Input records:
╭──

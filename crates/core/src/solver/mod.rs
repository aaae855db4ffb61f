//! Bulk transfer solver
//!
//! Estimates open-water evaporation from one observation with the
//! aerodynamic bulk mass-transfer method:
//!
//! ```text
//! E = ρ_air × Ce × (q_sat − q_air) × U × Δt        (mm per timestep)
//! ```
//!
//! The transfer coefficient Ce is found by iterating the Monin-Obukhov
//! similarity equations three times, once per stability regime, and taking
//! the first physically consistent result in the order stable, unstable,
//! neutral.
//!
//! # Phases
//!
//! 0. Validate the observation and compute [`DerivedQuantities`]
//! 1. Stable iteration
//! 2. Unstable iteration
//! 3. Neutral iteration
//! 4. Regime selection and evaporation
//!
//! Nothing is shared between calls, so the solver can be fanned out across
//! threads without synchronization (see [`solve_all`]).
//!
//! # Scientific References
//!
//! - Charnock, H. (1955). "Wind stress on a water surface."
//!   Q. J. R. Meteorol. Soc. 81:639-640.
//! - Brutsaert, W. (1982). "Evaporation into the Atmosphere." Reidel.
//! - Verburg, P. and Antenucci, J.P. (2010). "Persistent unstable atmospheric
//!   boundary layer enhances sensible and latent heat loss in a tropical
//!   great lake: Lake Tanganyika." J. Geophys. Res. 115:D11109.

mod complex;
mod iteration;
mod regime;
mod selection;

pub use regime::StabilityRegime;
pub use selection::{select_regime, RegimeCandidate};

use crate::constants::ITERATIONS;
use crate::core_types::Observation;
use crate::error::ConvergenceFailure;
use crate::meteorology::DerivedQuantities;
use iteration::SurfaceLayer;
use rayon::prelude::*;
use serde::{Deserialize, Serialize};
use tracing::{debug, warn};

/// How a solver call ended
#[derive(Debug, Clone, Copy, PartialEq, Eq, Serialize, Deserialize)]
pub enum SolveStatus {
    /// A coefficient was selected from this regime
    Converged(StabilityRegime),
    /// At least one input was missing or unusable; nothing was computed
    MissingInput,
    /// No regime produced a usable coefficient
    AllRegimesFailed,
}

/// Output of one solver call
///
/// Invalid outcomes are reported as NaN, never as an error;
/// [`BulkTransferResult::status`] says why. Missing input, or a fault in
/// every regime, makes all four values NaN. When the neutral iteration
/// finished but its coefficient is unusable, VPD is still reported and the
/// stability is 0.
#[derive(Debug, Clone, Copy, PartialEq, Serialize, Deserialize)]
pub struct BulkTransferResult {
    /// Evaporation (mm per timestep)
    pub evaporation: f64,
    /// Bulk transfer coefficient Ce (dimensionless)
    pub transfer_coefficient: f64,
    /// Vapor pressure deficit (kPa)
    pub vapor_pressure_deficit: f64,
    /// Stability parameter z/L of the selected regime (0 for neutral)
    pub stability: f64,
    /// Outcome classification
    pub status: SolveStatus,
}

/// A usable solver result, without NaN sentinels
#[derive(Debug, Clone, Copy, PartialEq, Serialize, Deserialize)]
pub struct Estimate {
    /// Evaporation (mm per timestep)
    pub evaporation: f64,
    /// Bulk transfer coefficient Ce (dimensionless)
    pub transfer_coefficient: f64,
    /// Vapor pressure deficit (kPa)
    pub vapor_pressure_deficit: f64,
    /// Stability parameter z/L
    pub stability: f64,
    /// Regime the coefficient came from
    pub regime: StabilityRegime,
}

impl BulkTransferResult {
    fn invalid(status: SolveStatus) -> Self {
        Self {
            evaporation: f64::NAN,
            transfer_coefficient: f64::NAN,
            vapor_pressure_deficit: f64::NAN,
            stability: f64::NAN,
            status,
        }
    }

    /// All-NaN result for an observation with missing input
    pub fn missing_input() -> Self {
        Self::invalid(SolveStatus::MissingInput)
    }

    /// All-NaN result for an observation every regime aborted on
    pub fn all_regimes_failed() -> Self {
        Self::invalid(SolveStatus::AllRegimesFailed)
    }

    /// Regime of the selected coefficient, if any
    pub fn regime(&self) -> Option<StabilityRegime> {
        match self.status {
            SolveStatus::Converged(regime) => Some(regime),
            SolveStatus::MissingInput | SolveStatus::AllRegimesFailed => None,
        }
    }

    /// The result as an optional, for callers that do not want NaN
    pub fn estimate(&self) -> Option<Estimate> {
        self.regime().map(|regime| Estimate {
            evaporation: self.evaporation,
            transfer_coefficient: self.transfer_coefficient,
            vapor_pressure_deficit: self.vapor_pressure_deficit,
            stability: self.stability,
            regime,
        })
    }

    /// `(E, Ce, VPD, z/L)`
    pub fn values(&self) -> (f64, f64, f64, f64) {
        (
            self.evaporation,
            self.transfer_coefficient,
            self.vapor_pressure_deficit,
            self.stability,
        )
    }
}

/// Estimate evaporation for one set of measurements
///
/// # Arguments
///
/// * `wind_speed` - Wind speed (m/s)
/// * `pressure` - Air pressure (mb)
/// * `air_temperature` - Air temperature (°C)
/// * `skin_temperature` - Water surface temperature (°C)
/// * `relative_humidity` - Relative humidity (0-100)
/// * `sensor_height` - Sensor height above the water (m)
/// * `timestep` - Sampling interval (s)
///
/// # Returns
///
/// Evaporation (mm/timestep), Ce, VPD (kPa) and z/L. E and Ce are NaN when
/// the input is incomplete or no regime yields a usable coefficient.
pub fn solve(
    wind_speed: f64,
    pressure: f64,
    air_temperature: f64,
    skin_temperature: f64,
    relative_humidity: f64,
    sensor_height: f64,
    timestep: f64,
) -> BulkTransferResult {
    solve_observation(&Observation {
        timestamp: 0,
        wind_speed,
        pressure,
        air_temperature,
        skin_temperature,
        relative_humidity,
        sensor_height,
        timestep,
    })
}

/// Estimate evaporation for one observation
///
/// The observation's timestamp labels any diagnostics emitted on the way.
pub fn solve_observation(observation: &Observation) -> BulkTransferResult {
    let timestamp = observation.timestamp;

    if let Err(reason) = observation.validate() {
        debug!(timestamp, %reason, "One or more variables missing");
        return BulkTransferResult::missing_input();
    }

    let derived = DerivedQuantities::from_observation(observation);
    let [stable, unstable, neutral] = run_regimes(observation, &derived);

    let (selected, status) = match select_regime(&stable, &unstable, &neutral) {
        Some(selected) => (selected, SolveStatus::Converged(selected.regime)),
        // Neutral stays the fallback when it finished but its coefficient is unusable
        None if neutral.completed => {
            warn!(timestamp, "No stability regime produced a usable transfer coefficient");
            (&neutral, SolveStatus::AllRegimesFailed)
        }
        None => {
            warn!(timestamp, "No usable transfer coefficient and the neutral fallback aborted");
            return BulkTransferResult::all_regimes_failed();
        }
    };

    let ce = selected.transfer_coefficient;
    let evaporation = derived.air_density
        * ce
        * (derived.saturation_specific_humidity - derived.air_specific_humidity)
        * observation.wind_speed
        * observation.timestep;

    BulkTransferResult {
        evaporation,
        transfer_coefficient: ce,
        vapor_pressure_deficit: derived.vapor_pressure_deficit,
        stability: selected.stability,
        status,
    }
}

/// Candidates of all three regimes, in priority order
///
/// Exposes the intermediate results behind [`solve_observation`]. Returns
/// `None` for an observation that fails validation.
pub fn evaluate_regimes(observation: &Observation) -> Option<[RegimeCandidate; 3]> {
    observation.validate().ok()?;
    let derived = DerivedQuantities::from_observation(observation);
    Some(run_regimes(observation, &derived))
}

/// Solve many observations in parallel, preserving order
pub fn solve_all(observations: &[Observation]) -> Vec<BulkTransferResult> {
    observations.par_iter().map(solve_observation).collect()
}

fn run_regimes(observation: &Observation, derived: &DerivedQuantities) -> [RegimeCandidate; 3] {
    let layer = SurfaceLayer {
        sensor_height: observation.sensor_height,
        wind_speed: observation.wind_speed,
        derived,
    };
    StabilityRegime::PRIORITY.map(|regime| evaluate_regime(regime, &layer, observation.timestamp))
}

/// Iterate one regime and extract its candidate, absorbing any fault
fn evaluate_regime(regime: StabilityRegime, layer: &SurfaceLayer<'_>, timestamp: i64) -> RegimeCandidate {
    let outcome = iteration::iterate(regime, layer).and_then(|state| {
        RegimeCandidate::from_state(&state, layer).map_err(|fault| ConvergenceFailure {
            regime,
            iteration: ITERATIONS + 1,
            fault,
        })
    });

    match outcome {
        Ok(candidate) => candidate,
        Err(failure) => {
            warn!(
                timestamp,
                regime = %failure.regime,
                iteration = failure.iteration,
                fault = %failure.fault,
                "Could not converge"
            );
            RegimeCandidate::failed(regime)
        }
    }
}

╰──

Action item:
Starting at the first line of the records above, please copy every line exactly through the line containing "fanned out across", and stop there.

Response to this exercise:
filename crates/core/src/solver/mod.rs
repository aaae855db4ffb61f
//! Bulk transfer solver
//!
//! Estimates open-water evaporation from one observation with the
//! aerodynamic bulk mass-transfer method:
//!
//! ```text
//! E = ρ_air × Ce × (q_sat − q_air) × U × Δt        (mm per timestep)
//! ```
//!
//! The transfer coefficient Ce is found by iterating the Monin-Obukhov
//! similarity equations three times, once per stability regime, and taking
//! the first physically consistent result in the order stable, unstable,
//! neutral.
//!
//! # Phases
//!
//! 0. Validate the observation and compute [`DerivedQuantities`]
//! 1. Stable iteration
//! 2. Unstable iteration
//! 3. Neutral iteration
//! 4. Regime selection and evaporation
//!
//! Nothing is shared between calls, so the solver can be fanned out across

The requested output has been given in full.